The goal of this study was to establish the reliability of a navigation system for femoral tunnel placement in arthroscopic double-bundle anterior cruciate ligament (ACL) reconstruction. Guidewires were inserted to the center of the anteromedial and posterolateral femoral tunnels of eight porcine knees using an image-free navigation system. The relative position of the guidewires in reference to the height and depth of the lateral condyle was determined by the navigation system and a digital camera and compared.
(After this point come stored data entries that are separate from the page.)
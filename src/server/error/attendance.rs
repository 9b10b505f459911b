use axum::{
    http::StatusCode,
    response::{IntoResponse, Response},
    Json,
};
use thiserror::Error;

use crate::{model::api::ErrorDto, server::error::InternalServerError};

#[derive(Error, Debug)]
pub enum AttendanceError {
    #[error("Event ID {0:?} not found")]
    EventNotFound(i32),
    #[error("No registration found for badge code {0:?}")]
    UnknownBadge(String),
    #[error("Timed out loading attendance records for event ID {0:?}")]
    LoadTimedOut(i32),
    #[error("Failed to sync attendance for member ID {0:?}, local change was rolled back")]
    SyncFailed(i32),
    #[error("Attendance session for event ID {0:?} is closed")]
    SessionClosed(i32),
}

impl IntoResponse for AttendanceError {
    fn into_response(self) -> Response {
        match self {
            Self::EventNotFound(event_id) => {
                tracing::debug!(event_id = %event_id, "{}", self);

                (
                    StatusCode::NOT_FOUND,
                    Json(ErrorDto {
                        error: "Event not found".to_string(),
                    }),
                )
                    .into_response()
            }
            Self::UnknownBadge(_) => {
                tracing::debug!("{}", self);

                (
                    StatusCode::NOT_FOUND,
                    Json(ErrorDto {
                        error: "No registration matches this badge".to_string(),
                    }),
                )
                    .into_response()
            }
            Self::LoadTimedOut(event_id) => {
                tracing::warn!(event_id = %event_id, "{}", self);

                (
                    StatusCode::GATEWAY_TIMEOUT,
                    Json(ErrorDto {
                        error: "Timed out loading attendance, please retry".to_string(),
                    }),
                )
                    .into_response()
            }
            Self::SyncFailed(member_id) => {
                tracing::warn!(member_id = %member_id, "{}", self);

                (
                    StatusCode::BAD_GATEWAY,
                    Json(ErrorDto {
                        error: "Attendance sync failed, check your connection and retry"
                            .to_string(),
                    }),
                )
                    .into_response()
            }
            Self::SessionClosed(_) => InternalServerError(self).into_response(),
        }
    }
}
//! Viewer identity extraction.
//!
//! Authentication terminates upstream of this service; the proxy forwards the
//! authenticated user's ID in a request header. Handlers that scope their output
//! resolve that ID against the user table.

use axum::http::HeaderMap;

use crate::server::error::scope::ScopeError;

pub static VIEWER_HEADER: &str = "x-keshav-user";

/// Reads the viewer's user ID from the request headers.
pub fn viewer_id(headers: &HeaderMap) -> Result<i32, ScopeError> {
    let value = headers
        .get(VIEWER_HEADER)
        .ok_or(ScopeError::MissingViewerHeader)?;

    value
        .to_str()
        .map_err(|_| ScopeError::InvalidViewerHeader)?
        .parse()
        .map_err(|_| ScopeError::InvalidViewerHeader)
}

#[cfg(test)]
mod tests {
    use axum::http::{HeaderMap, HeaderValue};

    use super::*;
    use crate::server::error::scope::ScopeError;

    #[test]
    fn parses_viewer_header() {
        let mut headers = HeaderMap::new();
        headers.insert(VIEWER_HEADER, HeaderValue::from_static("42"));

        assert_eq!(viewer_id(&headers).unwrap(), 42);
    }

    #[test]
    fn missing_header_is_rejected() {
        let headers = HeaderMap::new();

        assert!(matches!(
            viewer_id(&headers),
            Err(ScopeError::MissingViewerHeader)
        ));
    }

    #[test]
    fn malformed_header_is_rejected() {
        let mut headers = HeaderMap::new();
        headers.insert(VIEWER_HEADER, HeaderValue::from_static("not-a-number"));

        assert!(matches!(
            viewer_id(&headers),
            Err(ScopeError::InvalidViewerHeader)
        ));
    }
}
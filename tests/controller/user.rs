//! Tests for the user administration endpoints.

use axum::{
    extract::{Path, State},
    http::StatusCode,
    response::IntoResponse,
    Json,
};
use keshav::{
    model::user::CreateUserDto,
    server::{
        controller::user::{create_user, get_user},
        data::user::UserRepository,
        model::app::AppState,
    },
};
use keshav_test_utils::prelude::*;

/// Expect user creation to persist the role and unit assignments
#[tokio::test]
async fn create_user_with_assignments() -> Result<(), TestError> {
    let test = TestBuilder::new().with_org_tables().build().await?;
    let (_, unit_a) = test.org().insert_region_with_unit("North", "North A").await?;
    let (_, unit_b) = test.org().insert_region_with_unit("South", "South A").await?;

    let result = create_user(
        State(test.to_app_state::<AppState>()),
        Json(CreateUserDto {
            display_name: "Coordinator One".to_string(),
            role: "coordinator".to_string(),
            gender: "female".to_string(),
            region_id: None,
            unit_ids: vec![unit_a.id, unit_b.id],
        }),
    )
    .await;

    assert!(result.is_ok());
    let resp = result.unwrap().into_response();
    assert_eq!(resp.status(), StatusCode::CREATED);

    let user_repo = UserRepository::new(&test.db);
    let assignments = user_repo.get_unit_assignments(1).await?;
    assert_eq!(assignments.len(), 2);

    Ok(())
}

/// Expect user lookup to return the user with their assignments
#[tokio::test]
async fn get_user_success() -> Result<(), TestError> {
    let test = TestBuilder::new().with_org_tables().build().await?;
    let (_, unit) = test.org().insert_region_with_unit("North", "North A").await?;
    let user = test.users().insert_user("coordinator", "male", None).await?;
    test.users().assign_unit(user.id, unit.id).await?;

    let result = get_user(State(test.to_app_state::<AppState>()), Path(user.id)).await;

    assert!(result.is_ok());
    let resp = result.unwrap().into_response();
    assert_eq!(resp.status(), StatusCode::OK);

    Ok(())
}

/// Expect 404 NOT FOUND when the user does not exist
#[tokio::test]
async fn get_user_not_found() -> Result<(), TestError> {
    let test = TestBuilder::new().with_org_tables().build().await?;

    let result = get_user(State(test.to_app_state::<AppState>()), Path(404)).await;

    assert!(result.is_err());
    let resp = result.err().unwrap().into_response();
    assert_eq!(resp.status(), StatusCode::NOT_FOUND);

    Ok(())
}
The average differences in high-low and deep-shallow position between the two measurement systems were 2.6%±1.3% (range, 0.6%-4.9%) and 1.6%±1.4% (range, 0.1%-4.0%) for the anteromedial tunnels and 2.7%±1.4% (range, 0%-3.9%) and 2.6%±1.3% (range, 1.1%-4.3%) for the posterolateral tunnels. The data suggest that the navigation system provided surgeons with reliable information to determine the femoral tunnel location in arthroscopic double-bundle ACL reconstruction.

Because it has been shown that a more anatomically oriented anterior cruciate ligament (ACL) graft is required to obtain biomechanical function closer to the natural ACL,1 multibundle reconstruction has begun to replace conventional single-bundle reconstruction as the technique of choice. Recent biomechanical studies demonstrate that anteromedial and posterolateral grafts transplanted in an ideal location in double-bundle ACL reconstruction share the resultant force in several loading conditions similar to that of the original bundles in a healthy knee.2,3 Although the ideal tunnel position has not been determined, it is a key factor in double-bundle ACL reconstruction. During arthroscopic reconstruction, surgeons determine the tunnel placement in reference to intraarticular anatomic landmarks, such as footprints of the native ACL, bony geometry of the tibial plateau and femoral condyle, and insertions of menisci and anterior edge of the posterior cruciate ligament (PCL), under arthroscopy view. Placing the tibial tunnel too anteriorly must be avoided to prevent intercondylar roof impingement that may cause loss of knee extension as well as laceration of the transplanted graft. However, misplacement of the tibial tunnel does not occur frequently, because the tibial ACL remnant remains in normal appearance in most ACL-deficient knees and it helps surgeons to place the tibial tunnel correctly. In contrast, femoral attachment of the ACL is frequently injured by peeling off from the lateral condyle and obscured by coverage and adhesion with scar tissue formation. This limited anatomic information makes it difficult to identify proper femoral tunnel position. Furthermore, small alternations of the femoral tunnel position affect tensioning pattern and force distribution of the grafts.4,5 Several surgical techniques for double-bundle ACL reconstruction have been reported6-8; however, a gold standard that ensures precise and uniform placement of the femoral tunnels to anatomic insertions of anteromedial and posterolateral bundles has not been established.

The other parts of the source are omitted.